Sufficient condition for bounded Fourier transform

[mnb96]

Hello,

Let's suppose we are given a function $f:\mathbb{R}\rightarrow \mathbb{R}$, and we assume its Fourier transform $F=\mathcal{F}(f)$ exists and has compact support.

What sufficient condition could we impose on f, in order to be sure that F is also bounded?

 

[mathman]

f is L1 is certainly sufficient, even if F does not have compact support.

 

[mnb96]

Thanks a lot!
I think I figured out a way to prove it, but it relies on the Fourier shift theorem and the compact support assumption.
The proof I sketched out is more or less like this:

- Let's suppose F is not bounded and has compact support
- Then there must be at least one point in the support of F where the Fourier transform goes to infinity.
- Let u be that point, and translate the Fourier transform so that u coincides with the origin.
- This means that the inverse FT of the translated F must have integral=infinity.
- But from the Fourier shift-theorem we know that such a function is simply f itself multplied by the complex sinusoid e^-iux
- Note that $|\int_{-\infty}^{+\infty}f(x)e^{-iux}dx| \leq \int_{-\infty}^{+\infty}|f(x)|dx$ which means that f is not absolute integrable.
- Now if we assumed f was in L1 we would reach a contradiction

However I don't see how to generalize this argument to the case when F does not have compact support, e.g. F(u) might go to infinity only for u-->infinity which would render the "translation trick" useless.

 

[mathman]

I don't understand your argument. If f is in L1 then, as you noted, the Fourier transform is bounded at every point by the integral of |f(x)|.

 

[mnb96]

Yes. I have just realized that I in my proof I don't need the statement "there must be at least one point in the support of F where the Fourier transform goes to infinity". The inequality that I wrote simply says that the magnitude of the F at each point is bounded by the absolute integral of f.
Thanks again for clarifying this.

 

[WWGD]

Thanks a lot!
I think I figured out a way to prove it, but it relies on the Fourier shift theorem and the compact support assumption.
The proof I sketched out is more or less like this:

- Let's suppose F is not bounded and has compact support
- Then there must be at least one point in the support of F where the Fourier transform goes to infinity.
- Let u be that point, and translate the Fourier transform so that u coincides with the origin.
- This means that the inverse FT of the translated F must have integral=infinity.
- But from the Fourier shift-theorem we know that such a function is simply f itself multplied by the complex sinusoid e^-iux
- Note that $|\int_{-\infty}^{+\infty}f(x)e^{-iux}dx| \leq \int_{-\infty}^{+\infty}|f(x)|dx$ which means that f is not absolute integrable.
- Now if we assumed f was in L1 we would reach a contradiction

However I don't see how to generalize this argument to the case when F does not have compact support, e.g. F(u) might go to infinity only for u-->infinity which would render the "translation trick" useless.

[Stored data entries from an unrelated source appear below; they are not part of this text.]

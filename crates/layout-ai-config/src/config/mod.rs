//! Configuration loading
//!
//! Two kinds of files are read here: the application config (which upstream
//! source to use, which profile to load by default) and game type profiles.
//! Both are TOML.

pub mod profile;

pub use profile::{CoordinateSpace, GameTypeProfile, WorldSettings};

use directories::ProjectDirs;
use serde::{Deserialize, Serialize};
use std::path::{Path, PathBuf};

/// Environment variable pointing at an application config file
pub const CONFIG_ENV_VAR: &str = "LAYOUT_AI_CONFIG";

const CONFIG_FILE_NAME: &str = "config.toml";

/// Errors raised while loading configuration
#[derive(Debug, thiserror::Error)]
pub enum ConfigError {
    #[error("Failed to read {path}: {source}")]
    Io {
        path: PathBuf,
        #[source]
        source: std::io::Error,
    },

    #[error("Failed to parse TOML: {0}")]
    Parse(#[from] toml::de::Error),

    #[error("Invalid configuration: {0}")]
    Invalid(String),
}

/// Upstream text source selection
#[derive(Debug, Clone, PartialEq, Serialize, Deserialize)]
#[serde(default)]
pub struct SourceConfig {
    /// Source kind: `fake` or `file`
    pub provider: String,
    pub model_name: Option<String>,
    /// Recorded response replayed by the `file` source
    pub response_file: Option<PathBuf>,
}

impl Default for SourceConfig {
    fn default() -> Self {
        Self {
            provider: "fake".to_string(),
            model_name: None,
            response_file: None,
        }
    }
}

/// Logging defaults, overridden by `RUST_LOG`
#[derive(Debug, Clone, PartialEq, Serialize, Deserialize)]
#[serde(default)]
pub struct LoggingConfig {
    pub level: String,
}

impl Default for LoggingConfig {
    fn default() -> Self {
        Self {
            level: "info".to_string(),
        }
    }
}

/// Application-level configuration
#[derive(Debug, Clone, Default, PartialEq, Serialize, Deserialize)]
#[serde(default)]
pub struct AppConfig {
    /// Profile used when a command does not name one
    pub default_profile: Option<PathBuf>,
    /// JSON schema text handed to the model in the system message
    pub schema_file: Option<PathBuf>,
    pub source: SourceConfig,
    pub logging: LoggingConfig,
}

impl AppConfig {
    pub fn from_toml_str(content: &str) -> Result<Self, ConfigError> {
        Ok(toml::from_str(content)?)
    }

    /// Read a config file; relative paths inside it resolve against its directory
    pub fn from_file(path: &Path) -> Result<Self, ConfigError> {
        let content = std::fs::read_to_string(path).map_err(|source| ConfigError::Io {
            path: path.to_path_buf(),
            source,
        })?;
        let mut config = Self::from_toml_str(&content)?;
        if let Some(base) = path.parent() {
            config.resolve_relative_to(base);
        }
        Ok(config)
    }

    /// Load configuration from the first location that applies:
    /// an explicit path, `$LAYOUT_AI_CONFIG`, the platform config directory.
    /// Falls back to defaults when no file is found.
    pub fn load(explicit: Option<&Path>) -> Result<Self, ConfigError> {
        if let Some(path) = explicit {
            return Self::from_file(path);
        }

        if let Ok(env_path) = std::env::var(CONFIG_ENV_VAR) {
            if !env_path.trim().is_empty() {
                return Self::from_file(Path::new(&env_path));
            }
        }

        if let Some(path) = Self::default_path().filter(|p| p.exists()) {
            return Self::from_file(&path);
        }

        tracing::debug!("No config file found, using defaults");
        Ok(Self::default())
    }

    /// Platform config location, e.g. `~/.config/layout-ai/config.toml`
    pub fn default_path() -> Option<PathBuf> {
        ProjectDirs::from("", "", "layout-ai").map(|dirs| dirs.config_dir().join(CONFIG_FILE_NAME))
    }

    fn resolve_relative_to(&mut self, base: &Path) {
        for path in [
            &mut self.default_profile,
            &mut self.schema_file,
            &mut self.source.response_file,
        ]
        .into_iter()
        .flatten()
        {
            if path.is_relative() {
                *path = base.join(&*path);
            }
        }
    }
}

Cant we use a continuity argument together with compactness to argue boundedness of the transform?

 

[mathman]

Yes. I have just realized that I in my proof I don't need the statement "there must be at least one point in the support of F where the Fourier transform goes to infinity". The inequality that I wrote simply says that the magnitude of the F at each point is bounded by the absolute integral of f.
Thanks again for clarifying this.

If you look at the reverse question. F bounded with compact support implies f is L1.